Methods: 139 patients with acute PE undergoing IHT to the Mount Sinai Health System between September 2021 and June 2023 were retrospectively studied. Primary outcomes were 30-day mortality and 30-day major bleeding. 'Door to IHT' time was defined as the time from diagnosis of acute PE to the time patient physically arrived in the receiving hospital. Patients were divided into groups based on quartiles of 'door to IHT' time; those within the first and fourth quartiles of 'door to IHT' time were compared using propensity score-weighted analyses. The propensity score was calculated from six variables: age, sex, BMI [Body Mass Index], PESI [PE Severity Index] score, ESC [European Society of Cardiology] risk class and presence of a central PE. Multivariable regression models were fitted within the propensity score-matched sample to assess the association of 'door to IHT' time with primary outcomes.
Results: Median age of included patients was 61 years and 76 (54.7%) were women. Median PESI score was 88 points. Median 'door to IHT' time was 10.8 (IQR: 7.3-19.4) hours. Rates of 30-day mortality and 30-day major bleeding were 7.2% and 2.2%. Within propensity score-weighted analyses, no significant associations were found between 'door to IHT' time and any of the primary outcomes (30-day mortality or 30-day major bleeding).

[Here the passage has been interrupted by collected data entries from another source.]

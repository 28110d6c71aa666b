//! Turns a static [`AmfCatalog`] into a live [`AmfGraph`]. Grounded on
//! `kimberlite-cluster::supervisor::ClusterSupervisor::new` taking a
//! `ClusterConfig` and building its runtime state from it directly,
//! generalized here to a richer entity graph instead of a flat process
//! list.

use std::collections::HashMap;

use availmf_amf::{
    AdminState, AmfGraph, Application, Capability, Component, ComponentCategory, Csi, HealthcheckConfig, HealthcheckKind, OperState,
    PresenceState, RecommendedRecovery, ServiceGroup, ServiceInstance, ServiceUnit,
};
use availmf_config::{AmfCatalog, CapabilitySpec, ComponentCategorySpec, RedundancyModelSpec};
use availmf_types::Name;

use crate::error::NodeError;

fn map_category(c: ComponentCategorySpec) -> ComponentCategory {
    match c {
        ComponentCategorySpec::SaAware => ComponentCategory::SaAware,
        ComponentCategorySpec::Proxy => ComponentCategory::Proxy,
        ComponentCategorySpec::Proxied => ComponentCategory::Proxied,
        ComponentCategorySpec::Local => ComponentCategory::Local,
    }
}

fn map_capability(c: CapabilitySpec) -> Capability {
    match c {
        CapabilitySpec::XActiveAndYStandby => Capability::XActiveAndYStandby,
        CapabilitySpec::XActiveOrYStandby => Capability::XActiveOrYStandby,
        CapabilitySpec::OneActiveOrYStandby => Capability::OneActiveOrYStandby,
        CapabilitySpec::OneActiveOrOneStandby => Capability::OneActiveOrOneStandby,
        CapabilitySpec::XActive => Capability::XActive,
        CapabilitySpec::OneActive => Capability::OneActive,
        CapabilitySpec::NonPreInstantiable => Capability::NonPreInstantiable,
    }
}

fn map_redundancy(r: RedundancyModelSpec) -> availmf_amf::RedundancyModel {
    use availmf_amf::RedundancyModel as Rm;
    match r {
        RedundancyModelSpec::NoRedundancy => Rm::NoRedundancy,
        RedundancyModelSpec::TwoN => Rm::TwoN,
        RedundancyModelSpec::NPlusM => Rm::NPlusM,
        RedundancyModelSpec::NWay => Rm::NWay,
        RedundancyModelSpec::NWayActive => Rm::NWayActive,
    }
}

/// Builds a fresh graph from `catalog`. Every entity starts in its
/// quiescent runtime state (`Uninstantiated`/`Disabled`, no
/// assignments); the node only actually instantiates components once
/// it decides to, driven by the kernel rather than by bootstrap.
pub fn graph_from_catalog(catalog: &AmfCatalog) -> Result<AmfGraph, NodeError> {
    let mut graph = AmfGraph::new();

    for app in &catalog.apps {
        let name = Name::new(app.name.as_str())?;
        graph.apps.insert(name.clone(), Application { name, clccli_path: app.clccli_path.clone() });
    }

    for sg in &catalog.sgs {
        let name = Name::new(sg.name.as_str())?;
        graph.sgs.insert(
            name.clone(),
            ServiceGroup {
                name,
                app: Name::new(sg.app.as_str())?,
                redundancy_model: map_redundancy(sg.redundancy_model),
                escalation: Default::default(),
                restart_max: sg.restart_max,
                su_restart_max: sg.su_restart_max,
                su_failover_max: sg.su_failover_max,
            },
        );
    }

    for su in &catalog.sus {
        let name = Name::new(su.name.as_str())?;
        graph.sus.insert(
            name.clone(),
            ServiceUnit {
                name,
                sg: Name::new(su.sg.as_str())?,
                node: Name::new(su.node.as_str())?,
                rank: su.rank,
                oper_state: OperState::Disabled,
                admin_state: AdminState::Unlocked,
                readiness_stopping: false,
            },
        );
    }

    for comp in &catalog.comps {
        let name = Name::new(comp.name.as_str())?;
        let mut healthchecks = HashMap::new();
        for hc in &comp.healthchecks {
            healthchecks.insert(
                hc.key.clone(),
                HealthcheckConfig {
                    key: hc.key.clone(),
                    kind: if hc.amf_invoked { HealthcheckKind::AmfInvoked } else { HealthcheckKind::ComponentInvoked },
                    period_ns: hc.period_ns,
                    max_duration_ns: hc.max_duration_ns,
                    recommended_recovery: RecommendedRecovery::ComponentRestart,
                },
            );
        }
        graph.comps.insert(
            name.clone(),
            Component {
                name,
                su: Name::new(comp.su.as_str())?,
                comptype: comp.comptype.clone(),
                category: map_category(comp.category),
                capability: map_capability(comp.capability),
                num_max_active_csi: comp.num_max_active_csi,
                num_max_standby_csi: comp.num_max_standby_csi,
                instantiation_level: comp.instantiation_level,
                default_clc_cli_timeout_ns: comp.default_clc_cli_timeout_ns,
                default_callback_timeout_ns: comp.default_callback_timeout_ns,
                instantiate_cmd: comp.instantiate_cmd.clone(),
                terminate_cmd: comp.terminate_cmd.clone(),
                cleanup_cmd: comp.cleanup_cmd.clone(),
                am_start_cmd: comp.am_start_cmd.clone(),
                am_stop_cmd: comp.am_stop_cmd.clone(),
                clccli_path: comp.clccli_path.clone(),
                env: comp.env.clone(),
                proxy_name: None,
                presence_state: PresenceState::Uninstantiated,
                oper_state: OperState::Disabled,
                error_suspected: false,
                restart_count: 0,
                recovery_on_error: RecommendedRecovery::NoRecommendation,
                disable_restart: false,
                healthchecks,
            },
        );
    }

    for si in &catalog.sis {
        let name = Name::new(si.name.as_str())?;
        let rank = si.rank.iter().map(|s| Name::new(s.as_str())).collect::<Result<Vec<_>, _>>()?;
        graph.sis.insert(
            name.clone(),
            ServiceInstance {
                name,
                sg: Name::new(si.sg.as_str())?,
                rank,
                admin_state: AdminState::Unlocked,
                pref_active_assignments: si.pref_active_assignments,
                pref_standby_assignments: si.pref_standby_assignments,
                num_curr_active_assignments: 0,
                num_curr_standby_assignments: 0,
                assignments: HashMap::new(),
            },
        );
    }

    for csi in &catalog.csis {
        let name = Name::new(csi.name.as_str())?;
        graph.csis.insert(name.clone(), Csi { name, si: Name::new(csi.si.as_str())?, cs_type: csi.cs_type.clone() });
    }

    Ok(graph)
}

Conclusion: In this retrospective study of patients with acute PE undergoing IHT, differences in 'door to IHT' time were not significantly associated with 30-day mortality or 30-day major bleeding. This suggests that delays in IHT do not adversely influence outcomes of patients with acute PE undergoing IHT.
Keywords: Pulmonary embolism; embolectomy; mortality; patient transfer; venous thromboembolism.
Conflict of interest statement
R.L. owns stock in Innova Vascular, Summa Medical, ImperativeCare and Thrombolex, and provided consulting services for Penumbra and Boston Scientific. All other authors have no conflict of interests to disclose.